As far as I understand when forwarding ports to secondary NIC the secondary IP of the VM needs to be specified, like so:

          cs_portforward:
            ip_address: "10.9.65.6"
            vm_guest_ip: "10.131.1.127"
            vm: "ft1c"
            public_port: "9000"
            private_port: "9000"
            network: "frontend3"
            vpc: "vpc3"
            zone: "z2"

vm_guest_ip belongs to network frontend3 but that is on secondary NIC for ft1c vm. In the UI I set similar parameters and works.

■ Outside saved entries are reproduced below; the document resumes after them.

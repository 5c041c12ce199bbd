//! In-memory mock collaborators for host-side tests
//!
//! Each mock implements one of the [`crate::hal`] traits (or
//! [`MillisClock`]) against heapless buffers, so the core can be exercised
//! without hardware: script the inbound bytes, press virtual keys, then
//! inspect what went out on the wire.

use core::cell::Cell;

use heapless::{Deque, Vec};

use crate::config::{KEY_COLS, KEY_ROWS};
use crate::hal::{LedBus, LineError, MatrixInterface, SerialPort};
use crate::time::MillisClock;

// ===================================================================
// Serial port
// ===================================================================

/// Scripted serial transceiver: queued receive bytes (or line errors) on one
/// side, captured transmit bytes on the other.
pub struct MockSerialPort {
    rx_script: Deque<Result<u8, LineError>, 64>,
    tx_sink: Vec<u8, 256>,
    tx_ready: bool,
}

impl MockSerialPort {
    pub fn new() -> Self {
        Self {
            rx_script: Deque::new(),
            tx_sink: Vec::new(),
            tx_ready: true,
        }
    }

    /// Append bytes to the receive script.
    pub fn feed(&mut self, bytes: &[u8]) {
        for &byte in bytes {
            assert!(
                self.rx_script.push_back(Ok(byte)).is_ok(),
                "mock rx script full"
            );
        }
    }

    /// Append a line error to the receive script.
    pub fn feed_error(&mut self, err: LineError) {
        assert!(
            self.rx_script.push_back(Err(err)).is_ok(),
            "mock rx script full"
        );
    }

    /// Everything written to the transmitter so far.
    pub fn tx_sink(&self) -> &[u8] {
        &self.tx_sink
    }

    pub fn set_transmit_ready(&mut self, ready: bool) {
        self.tx_ready = ready;
    }
}

impl Default for MockSerialPort {
    fn default() -> Self {
        Self::new()
    }
}

impl SerialPort for MockSerialPort {
    fn byte_available(&self) -> bool {
        !self.rx_script.is_empty()
    }

    fn read_byte(&mut self) -> Result<u8, LineError> {
        self.rx_script
            .pop_front()
            .expect("read_byte with no byte available")
    }

    fn transmit_ready(&self) -> bool {
        self.tx_ready
    }

    fn write_byte(&mut self, byte: u8) {
        assert!(self.tx_sink.push(byte).is_ok(), "mock tx sink full");
    }
}

// ===================================================================
// LED bus
// ===================================================================

/// Captures the component stream of a flush.
pub struct MockLedBus {
    sent: Vec<u8, 1024>,
}

impl MockLedBus {
    pub fn new() -> Self {
        Self { sent: Vec::new() }
    }

    pub fn sent(&self) -> &[u8] {
        &self.sent
    }

    pub fn clear(&mut self) {
        self.sent.clear();
    }
}

impl Default for MockLedBus {
    fn default() -> Self {
        Self::new()
    }
}

impl LedBus for MockLedBus {
    fn send_component(&mut self, byte: u8) {
        assert!(self.sent.push(byte).is_ok(), "mock led capture full");
    }

    fn wait_component_sent(&mut self) {}
}

// ===================================================================
// Key matrix
// ===================================================================

/// Virtual key matrix: per-row column levels plus a record of the row
/// selections, for asserting the scan order.
pub struct MockMatrix {
    columns: [u8; KEY_ROWS],
    selected: usize,
    selects: Vec<usize, 128>,
}

impl MockMatrix {
    pub fn new() -> Self {
        Self {
            columns: [0; KEY_ROWS],
            selected: 0,
            selects: Vec::new(),
        }
    }

    /// Press or release a key by flat index (`column * KEY_ROWS + row`).
    pub fn set_key(&mut self, key: u8, down: bool) {
        let row = key as usize % KEY_ROWS;
        let col = key as usize / KEY_ROWS;
        assert!(col < KEY_COLS, "key {key} out of range");
        if down {
            self.columns[row] |= 1 << col;
        } else {
            self.columns[row] &= !(1 << col);
        }
    }

    /// Row selections seen so far, in order.
    pub fn selects(&self) -> &[usize] {
        &self.selects
    }
}

impl Default for MockMatrix {
    fn default() -> Self {
        Self::new()
    }
}

impl MatrixInterface for MockMatrix {
    fn select_row(&mut self, row: usize) {
        self.selected = row;
        if self.selects.is_full() {
            self.selects.remove(0);
        }
        assert!(self.selects.push(row).is_ok());
    }

    fn read_columns(&mut self) -> u8 {
        self.columns[self.selected]
    }
}

// ===================================================================
// Clock
// ===================================================================

/// Clock that advances by a fixed step on every query, so busy-wait delays
/// terminate deterministically.
pub struct MockClock {
    start: u32,
    now: Cell<u32>,
    step: u32,
}

impl MockClock {
    pub fn new(step: u32) -> Self {
        Self::with_start(0, step)
    }

    pub fn with_start(start: u32, step: u32) -> Self {
        Self {
            start,
            now: Cell::new(start),
            step,
        }
    }

    /// Milliseconds ticked since construction.
    pub fn elapsed(&self) -> u32 {
        self.now.get().wrapping_sub(self.start)
    }
}

impl MillisClock for MockClock {
    fn now_ms(&self) -> u32 {
        let now = self.now.get();
        self.now.set(now.wrapping_add(self.step));
        now
    }
}
//! Collaborator-facing hardware contracts
//!
//! The core never touches registers. Everything it needs from the board is
//! expressed as one of these traits; baud rates, pin directions and timer
//! prescalers are configured by the platform layer before the core runs.

use embedded_hal::spi::SpiBus;

/// Byte-level corruption reported by the serial receiver hardware.
///
/// Detected in the producer interrupt; the offending byte is counted and
/// discarded, the channel and decoder keep their prior state.
#[derive(Clone, Copy, Debug, PartialEq, Eq)]
#[cfg_attr(feature = "defmt", derive(defmt::Format))]
pub enum LineError {
    Parity,
    Framing,
    Overrun,
}

/// Serial transceiver as seen from the channel's ISR service routines.
pub trait SerialPort {
    /// True while the receiver holds at least one byte.
    fn byte_available(&self) -> bool;

    /// Take one byte out of the receiver. Only called when
    /// [`byte_available`](SerialPort::byte_available) is true; a line error
    /// consumes the byte.
    fn read_byte(&mut self) -> Result<u8, LineError>;

    /// True when the transmitter can accept another byte.
    fn transmit_ready(&self) -> bool;

    /// Hand one byte to the transmitter.
    fn write_byte(&mut self, byte: u8);
}

/// Streamed LED transport, position-addressed by send order.
///
/// The strip has no per-position addressing: every flush restarts at
/// position zero and streams one component at a time.
pub trait LedBus {
    fn send_component(&mut self, byte: u8);
    fn wait_component_sent(&mut self);
}

/// [`LedBus`] over any blocking [`SpiBus`].
///
/// The strip protocol has no acknowledge path, so bus errors cannot be
/// reported here; a failed write leaves stale pixels until the next flush.
pub struct SpiLedBus<T>(pub T);

impl<T: SpiBus<u8>> LedBus for SpiLedBus<T> {
    fn send_component(&mut self, byte: u8) {
        let _ = self.0.write(&[byte]);
    }

    fn wait_component_sent(&mut self) {
        let _ = self.0.flush();
    }
}

/// Row-multiplexed digital key matrix.
pub trait MatrixInterface {
    /// Drive the select line for `row`. Rows are selected one at a time.
    fn select_row(&mut self, row: usize);

    /// Sample every column of the currently selected row, bit 0 = column 0,
    /// bit set = switch closed.
    fn read_columns(&mut self) -> u8;
}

I get the following error:

An exception occurred during task execution. To see the full traceback, use -vvv. The error was: KeyError: 'secondaryip'
fatal: [localhost]: FAILED! => {"changed": false, "module_stderr": "Traceback (most recent call last):
File \"/home/ansible/.ansible/tmp/ansible-tmp-1657746542.2604373-64-246661389431216/AnsiballZ_cs_portforward.py\", line 102, in <module>
    _ansiballz_main()
  File \"/home/ansible/.ansible/tmp/ansible-tmp-1657746542.2604373-64-246661389431216/AnsiballZ_cs_portforward.py\", line 94, in _ansiballz_main
    invoke_module(zipped_mod, temp_path, ANSIBALLZ_PARAMS)
  File \"/home/ansible/.ansible/tmp/ansible-tmp-1657746542.2604373-64-246661389431216/AnsiballZ_cs_portforward.py\", line 40, in invoke_module
    runpy.run_module(mod_name='ansible_collections.ngine_io.cloudstack.plugins.modules.cs_portforward', init_globals=None, run_name='__main__', alter_sys=True)\n  File \"/usr/local/lib/python3.6/runpy.py\", line 205, in run_module
    return _run_module_code(code, init_globals, run_name, mod_spec)
  File \"/usr/local/lib/python3.6/runpy.py\", line 96, in _run_module_code
    mod_name, mod_spec, pkg_name, script_name)
  File \"/usr/local/lib/python3.6/runpy.py\", line 85, in _run_code
    exec(code, run_globals)
  File \"/tmp/ansible_cs_portforward_payload_fcii10oq/ansible_cs_portforward_payload.zip/ansible_collections/ngine_io/cloudstack/plugins/modules/cs_portforward.py\", line 403, in <module>
  File \"/tmp/ansible_cs_portforward_payload_fcii10oq/ansible_cs_portforward_payload.zip/ansible_collections/ngine_io/cloudstack/plugins/modules/cs_portforward.py\", line 396, in main
  File \"/tmp/ansible_cs_portforward_payload_fcii10oq/ansible_cs_portforward_payload.zip/ansible_collections/ngine_io/cloudstack/plugins/modules/cs_portforward.py\", line 278, in present_portforwarding_rule
  File \"/tmp/ansible_cs_portforward_payload_fcii10oq/ansible_cs_portforward_payload.zip/ansible_collections/ngine_io/cloudstack/plugins/modules/cs_portforward.py\", line 320, in update_portforwarding_rule
  File \"/tmp/ansible_cs_portforward_payload_fcii10oq/ansible_cs_portforward_payload.zip/ansible_collections/ngine_io/cloudstack/plugins/module_utils/cloudstack.py\", line 404, in get_vm_guest_ip
KeyError: 'secondaryip'", "module_stdout": "", "msg": "MODULE FAILURE
See stdout/stderr for the exact error", "rc": 1}

[resmo]

related code: https://github.com/ngine-io/ansible-collection-cloudstack/blob/6da2b067658fafb6702153195c1def4dd4fe4bc5/plugins/module_utils/cloudstack.py#L408

[rvalle]

I think it is looking for a secondary IP on the default NIC, however the use case is the ip of a non default NIC. I am not sure of what is the casuistic that should be supported. perhaps ANY ip primary or secondary of any interface should be allowed?

[Pearl1594]

I believe it is not possible to add a port forward rule to the secondary NIC. Trying it directly via Cloudstack i.e, on trying to add a port-forward rule for the primary IP on the secondary nic fails with the following error:

(ansibletest) 🐱 > create portforwardingrule ipaddressid=75421aee-cc8b-47bd-b4ba-8bb926b330ab privateport=3000 privateendport=3000 publicport=3000 publicendport=3000 networkid=32621cf2-ca8a-4821-9f3a-1dadfdddf4fd vmguestip=10.1.1.184 protocol=tcp virtualmachineid=f57183a3-a7dd-4302-8414-2ed3e6fd310b 
🙈 Error: (HTTP 431, error code 4350) IP Address is not in the VM nic's network 

However, there does exist an issue with creating a PF rule on the primary IP of the default NIC as well.